This Book Is a Question

Claire Lispector by Maureen Bisilliat, August 1969, IMS Collection. CC BY-SA 4.0, via Wikimedia Commons

In an interview with Jùlio Lerner for TV Cultura, Clarice Lispector described her final writing project, the novella The Hour of the Star, as “the story of a girl who was so poor that all she ate was hot dogs.” “That’s not the story, though,” she continued. “The story is about a crushed innocence, an ‘anonymous misery.’ ” This idea of a “crushed innocence, an anonymous misery” is the axis upon which all of Lispector’s work revolves. Lispector, a Jewish Ukrainian, was forced to flee with her family. They migrated to Brazil, where they lived in Recife, in the northeast. In Recife, Lispector’s mother died when she was nine and her father struggled to find a means to support the family. In the same TV interview, Lispector is asked, “Clarice, what did your father do professionally?” This is a common question used to determine one’s social class. Lispector’s face in the frame during the interview appears sad: her eyes, turned away, her mouth half-open. The question is a form of wounding: you can answer and remain fixed in your social class or you can lie or, of course, you can answer obliquely. Lispector tells the truth. She responds, “A sales representative, things like that.” Indeed, Lispector was intimate with precarity. In her preface to The Hour of the Star she wrote, “I dedicate it [this book] to the memory of my former poverty, when everything was more sober and dignified and I had never eaten lobster.”

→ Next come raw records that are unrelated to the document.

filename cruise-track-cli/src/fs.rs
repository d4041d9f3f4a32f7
//! Capability-based file access for CLI inputs.

use camino::Utf8Path;
use cap_std::{ambient_authority, fs_utf8};
use std::io;

/// Open a UTF-8 file path using ambient authority.
pub(crate) fn open_utf8_file(path: &Utf8Path) -> io::Result<fs_utf8::File> {
    fs_utf8::File::open_ambient(path, ambient_authority())
}

/// Return whether `path` exists and is a regular file.
pub(crate) fn file_is_file(path: &Utf8Path) -> io::Result<bool> {
    let parent = match path.parent() {
        Some(parent) if !parent.as_str().is_empty() => parent,
        _ => Utf8Path::new("."),
    };
    let name = path
        .file_name()
        .ok_or_else(|| io::Error::new(io::ErrorKind::NotFound, "path has no file name"))?;
    let dir = fs_utf8::Dir::open_ambient_dir(parent, ambient_authority())?;
    dir.metadata(name).map(|meta| meta.is_file())
}
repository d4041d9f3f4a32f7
//! Whole-cruise route reconstruction.
//!
//! [`CruiseRoute::rebuild`] recomputes a cruise's route from scratch each time
//! its fixes change. Callers invoke it explicitly after writing fixes and
//! persist the result themselves; [`CruiseRoute::refresh`] wraps it for write
//! paths where a failed rebuild must never block the write.

use geo::{Coord, MultiLineString};
use thiserror::Error;
use uuid::Uuid;

use crate::{AntimeridianSplitter, Leg, Position, Segment, build_segments};

/// Errors returned by [`CruiseRoute::rebuild`].
#[derive(Debug, Clone, PartialEq, Error)]
pub enum RouteBuildError {
    /// A coordinate was NaN or infinite.
    #[error("position {id} has a non-finite coordinate ({lon}, {lat})")]
    NonFiniteCoordinate {
        /// Offending position.
        id: Uuid,
        /// Recorded longitude.
        lon: f64,
        /// Recorded latitude.
        lat: f64,
    },
    /// Latitude lay outside `[-90, 90]`.
    #[error("position {id} latitude {lat} is outside [-90, 90]")]
    LatitudeOutOfRange {
        /// Offending position.
        id: Uuid,
        /// Recorded latitude.
        lat: f64,
    },
    /// Longitude lay outside `[-180, 180]`.
    #[error("position {id} longitude {lon} is outside [-180, 180]")]
    LongitudeOutOfRange {
        /// Offending position.
        id: Uuid,
        /// Recorded longitude.
        lon: f64,
    },
}

/// The reconstructed track of one cruise.
///
/// # Examples
/// ```
/// use chrono::NaiveDate;
/// use geo::Coord;
/// use uuid::Uuid;
/// use cruise_track_core::{AntimeridianSplitter, CruiseRoute, Position};
///
/// let day = NaiveDate::from_ymd_opt(2024, 4, 2).unwrap();
/// let fixes = [
///     Position::at(Uuid::from_u128(2), day.and_hms_opt(6, 0, 0).unwrap(), Coord { x: -170.0, y: 12.0 }),
///     Position::at(Uuid::from_u128(1), day.and_hms_opt(0, 0, 0).unwrap(), Coord { x: 170.0, y: 10.0 }),
/// ];
/// let route = CruiseRoute::rebuild(&fixes, &[], &AntimeridianSplitter::default())?;
/// assert_eq!(route.path().0.len(), 2);
/// assert_eq!(route.segments().len(), 1);
/// # Ok::<(), cruise_track_core::RouteBuildError>(())
/// ```
#[derive(Debug, Clone, PartialEq)]
pub struct CruiseRoute {
    path: MultiLineString<f64>,
    segments: Vec<Segment>,
}

impl CruiseRoute {
    /// A route with no polylines and no segments.
    #[must_use]
    pub const fn empty() -> Self {
        Self {
            path: MultiLineString(Vec::new()),
            segments: Vec::new(),
        }
    }

    /// Reconstruct a route from a cruise's fixes.
    ///
    /// Fixes missing a coordinate are dropped, the rest are ordered by
    /// acquisition date and time, split at the antimeridian and paired into
    /// segments. Fewer than two located fixes yield an empty route.
    ///
    /// # Errors
    /// Returns [`RouteBuildError`] when a located fix has a non-finite or
    /// out-of-range coordinate.
    pub fn rebuild(
        positions: &[Position],
        legs: &[Leg],
        splitter: &AntimeridianSplitter,
    ) -> Result<Self, RouteBuildError> {
        let mut located = Vec::with_capacity(positions.len());
        for position in positions {
            if let Some(location) = position.coordinates() {
                validate(position.id, location)?;
                located.push((position, location));
            }
        }
        located.sort_by_key(|(position, _)| position.timestamp());

        if located.len() < 2 {
            log::warn!(
                "cruise route needs at least two located fixes, found {}",
                located.len()
            );
        }

        let points: Vec<Coord<f64>> = located.iter().map(|(_, location)| *location).collect();
        let path = splitter.split(&points);
        let segments = build_segments(located.iter().map(|(position, _)| *position), legs);
        log::debug!(
            "rebuilt cruise route: {} fixes, {} polylines, {} segments",
            points.len(),
            path.0.len(),
            segments.len()
        );
        Ok(Self { path, segments })
    }

    /// Rebuild in place, logging instead of propagating failures.
    ///
    /// On error the previous route is kept and `false` is returned, so a
    /// failed reconstruction only degrades what is displayed.
    pub fn refresh(
        &mut self,
        positions: &[Position],
        legs: &[Leg],
        splitter: &AntimeridianSplitter,
    ) -> bool {
        match Self::rebuild(positions, legs, splitter) {
            Ok(route) => {
                *self = route;
                true
            }
            Err(err) => {
                log::error!("failed to rebuild cruise route, keeping previous route: {err}");
                false
            }
        }
    }

    /// Antimeridian-safe polylines in travel order.
    #[must_use]
    pub const fn path(&self) -> &MultiLineString<f64> {
        &self.path
    }

    /// Raw hops between consecutive fixes.
    #[must_use]
    pub fn segments(&self) -> &[Segment] {
        &self.segments
    }

    /// Return whether the route has no polylines.
    #[must_use]
    pub fn is_empty(&self) -> bool {
        self.path.0.is_empty()
    }
}

impl Default for CruiseRoute {
    fn default() -> Self {
        Self::empty()
    }
}

fn validate(id: Uuid, location: Coord<f64>) -> Result<(), RouteBuildError> {
    let Coord { x: lon, y: lat } = location;
    if !lon.is_finite() || !lat.is_finite() {
        return Err(RouteBuildError::NonFiniteCoordinate { id, lon, lat });
    }
    if !(-90.0..=90.0).contains(&lat) {
        return Err(RouteBuildError::LatitudeOutOfRange { id, lat });
    }
    if !(-180.0..=180.0).contains(&lon) {
        return Err(RouteBuildError::LongitudeOutOfRange { id, lon });
    }
    Ok(())
}
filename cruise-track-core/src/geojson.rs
//! GeoJSON interchange for route geometries.
//!
//! Routes are exchanged with map clients as GeoJSON `MultiLineString`
//! geometries and segments as `LineString` geometries. Positions are
//! `[longitude, latitude]` pairs, matching the crate's `x`/`y` convention.

use geo::{Coord, LineString, MultiLineString};
use serde::{Deserialize, Serialize};
use serde_json::{Map, Value, json};
use thiserror::Error;

use crate::{CruiseRoute, Segment};

/// A GeoJSON line geometry.
///
/// # Examples
/// ```
/// use geo::{LineString, MultiLineString};
/// use cruise_track_core::geojson::GeoJsonGeometry;
///
/// let path = MultiLineString::new(vec![LineString::from(vec![(1.0, 2.0), (3.0, 4.0)])]);
/// let json = serde_json::to_string(&GeoJsonGeometry::from(&path)).unwrap();
/// assert_eq!(json, r#"{"type":"MultiLineString","coordinates":[[[1.0,2.0],[3.0,4.0]]]}"#);
/// ```
#[derive(Debug, Clone, PartialEq, Serialize, Deserialize)]
#[serde(tag = "type")]
pub enum GeoJsonGeometry {
    /// A single polyline.
    LineString {
        /// `[lon, lat]` positions.
        coordinates: Vec<[f64; 2]>,
    },
    /// An ordered collection of polylines.
    MultiLineString {
        /// One `[lon, lat]` array per polyline.
        coordinates: Vec<Vec<[f64; 2]>>,
    },
}

/// Errors converting a [`GeoJsonGeometry`] back into `geo` types.
#[derive(Debug, Clone, PartialEq, Eq, Error)]
pub enum GeoJsonError {
    /// A `MultiLineString` did not hold exactly one polyline.
    #[error("expected a single line, found a MultiLineString with {parts} parts")]
    NotASingleLine {
        /// Number of polylines found.
        parts: usize,
    },
}

impl GeoJsonGeometry {
    /// Convert into a [`MultiLineString`].
    ///
    /// A `LineString` becomes a one-part multi-line so consumers always see
    /// the same shape.
    #[must_use]
    pub fn into_multi_line_string(self) -> MultiLineString<f64> {
        match self {
            Self::LineString { coordinates } => MultiLineString::new(vec![to_line(coordinates)]),
            Self::MultiLineString { coordinates } => {
                MultiLineString::new(coordinates.into_iter().map(to_line).collect())
            }
        }
    }

    /// Convert into a single [`LineString`].
    ///
    /// # Errors
    /// Returns [`GeoJsonError::NotASingleLine`] for a `MultiLineString` that
    /// does not contain exactly one polyline.
    pub fn into_line_string(self) -> Result<LineString<f64>, GeoJsonError> {
        match self {
            Self::LineString { coordinates } => Ok(to_line(coordinates)),
            Self::MultiLineString { coordinates } => {
                let parts = coordinates.len();
                let mut lines = coordinates.into_iter();
                match (lines.next(), lines.next()) {
                    (Some(only), None) => Ok(to_line(only)),
                    _ => Err(GeoJsonError::NotASingleLine { parts }),
                }
            }
        }
    }
}

impl From<&LineString<f64>> for GeoJsonGeometry {
    fn from(line: &LineString<f64>) -> Self {
        Self::LineString {
            coordinates: from_line(line),
        }
    }
}

impl From<&MultiLineString<f64>> for GeoJsonGeometry {
    fn from(path: &MultiLineString<f64>) -> Self {
        Self::MultiLineString {
            coordinates: path.0.iter().map(from_line).collect(),
        }
    }
}

fn from_line(line: &LineString<f64>) -> Vec<[f64; 2]> {
    line.0.iter().map(|c| [c.x, c.y]).collect()
}

fn to_line(coordinates: Vec<[f64; 2]>) -> LineString<f64> {
    LineString::new(
        coordinates
            .into_iter()
            .map(|[x, y]| Coord { x, y })
            .collect(),
    )
}

/// A GeoJSON feature with free-form properties.
#[derive(Debug, Clone, PartialEq, Serialize, Deserialize)]
#[serde(tag = "type", rename = "Feature")]
pub struct Feature {
    /// Feature geometry.
    pub geometry: GeoJsonGeometry,
    /// Arbitrary JSON properties.
    #[serde(default)]
    pub properties: Map<String, Value>,
}

/// An ordered list of features.
#[derive(Debug, Clone, PartialEq, Serialize, Deserialize)]
#[serde(tag = "type", rename = "FeatureCollection")]
pub struct FeatureCollection {
    /// Features in order.
    pub features: Vec<Feature>,
}

impl From<&Segment> for Feature {
    fn from(segment: &Segment) -> Self {
        let mut properties = Map::new();
        properties.insert("kind".into(), json!("segment"));
        properties.insert(
            "start_position".into(),
            json!(segment.start_position.to_string()),
        );
        properties.insert(
            "end_position".into(),
            json!(segment.end_position.to_string()),
        );
        properties.insert(
            "leg".into(),
            segment
                .leg
                .map_or(Value::Null, |leg| json!(leg.to_string())),
        );
        Self {
            geometry: GeoJsonGeometry::from(&segment.path),
            properties,
        }
    }
}

impl CruiseRoute {
    /// Render the route and its segments as a feature collection.
    ///
    /// The first feature is the whole route (`kind = "route"`), followed by
    /// one `kind = "segment"` feature per hop.
    ///
    /// # Examples
    /// ```
    /// use cruise_track_core::CruiseRoute;
    ///
    /// let collection = CruiseRoute::empty().to_feature_collection();
    /// assert_eq!(collection.features.len(), 1);
    /// ```
    #[must_use]
    pub fn to_feature_collection(&self) -> FeatureCollection {
        let mut properties = Map::new();
        properties.insert("kind".into(), json!("route"));
        let route = Feature {
            geometry: GeoJsonGeometry::from(self.path()),
            properties,
        };
        let features = std::iter::once(route)
            .chain(self.segments().iter().map(Feature::from))
            .collect();
        FeatureCollection { features }
    }
}
//! Error types emitted by the cruise-track CLI.

use std::sync::Arc;

use camino::Utf8PathBuf;
use cruise_track_core::{RouteBuildError, ToleranceError};
use thiserror::Error;

/// Errors emitted by the cruise-track CLI.
#[derive(Debug, Error)]
pub enum CliError {
    /// Provided arguments failed Clap validation.
    #[error(transparent)]
    ArgumentParsing(#[from] clap::Error),
    /// Configuration layering failed (files, env, CLI).
    #[error("failed to load configuration: {0}")]
    Configuration(#[from] Arc<ortho_config::OrthoError>),
    /// A required option is missing after configuration merging.
    #[error("missing {field} (set --{field} or {env})")]
    MissingArgument {
        field: &'static str,
        env: &'static str,
    },
    /// The configured crossing tolerance was rejected.
    #[error("invalid --tolerance: {0}")]
    InvalidTolerance(#[from] ToleranceError),
    /// A referenced input path does not exist on disk.
    #[error("{field} path {path:?} does not exist")]
    MissingSourceFile {
        field: &'static str,
        path: Utf8PathBuf,
    },
    /// A referenced input path exists but is not a file.
    #[error("{field} path {path:?} exists but is not a file")]
    SourcePathNotFile {
        field: &'static str,
        path: Utf8PathBuf,
    },
    /// A referenced input path could not be inspected due to an IO error.
    #[error("failed to inspect {field} path {path:?}: {source}")]
    InspectSourcePath {
        field: &'static str,
        path: Utf8PathBuf,
        #[source]
        source: std::io::Error,
    },
    /// Opening an input file failed.
    #[error("failed to open {field} at {path:?}: {source}")]
    OpenInput {
        field: &'static str,
        path: Utf8PathBuf,
        #[source]
        source: std::io::Error,
    },
    /// An input file held invalid JSON.
    #[error("failed to parse {field} JSON at {path:?}: {source}")]
    ParseInput {
        field: &'static str,
        path: Utf8PathBuf,
        #[source]
        source: serde_json::Error,
    },
    /// The fixes could not be turned into a route.
    #[error("failed to rebuild route: {0}")]
    BuildRoute(#[from] RouteBuildError),
    /// Serialising the GeoJSON output failed.
    #[error("failed to serialise route: {0}")]
    SerialiseRoute(#[source] serde_json::Error),
    /// Writing the GeoJSON output failed.
    #[error("failed to write route output: {0}")]
    WriteRouteOutput(#[source] std::io::Error),
}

“My truest life is unrecognizable,” Lispector writes in The Hour of the Star, “extremely interior and there is not a single word that defines it.” This sentiment, of being inexplicable to others, speaks directly to Lispector’s own experience. Though she was the child of immigrants raised in poverty, when Lispector became a recognized writer, she appeared to the Brazilian middle class as a member of their class. And yet, at the same time, she appeared mysterious, an enigma. This seeming strangeness is due to the middle class’s blindness to the working class. They are unable to comprehend Lispector because they are unable to see beyond the confines of their own social class. Like Barbara Loden, who appears incomprehensible to middle-class women, Lispector, excised from her social class, with her melancholia, her alienation from middle-class society, and her removal from the literary world, appears incomprehensible, too.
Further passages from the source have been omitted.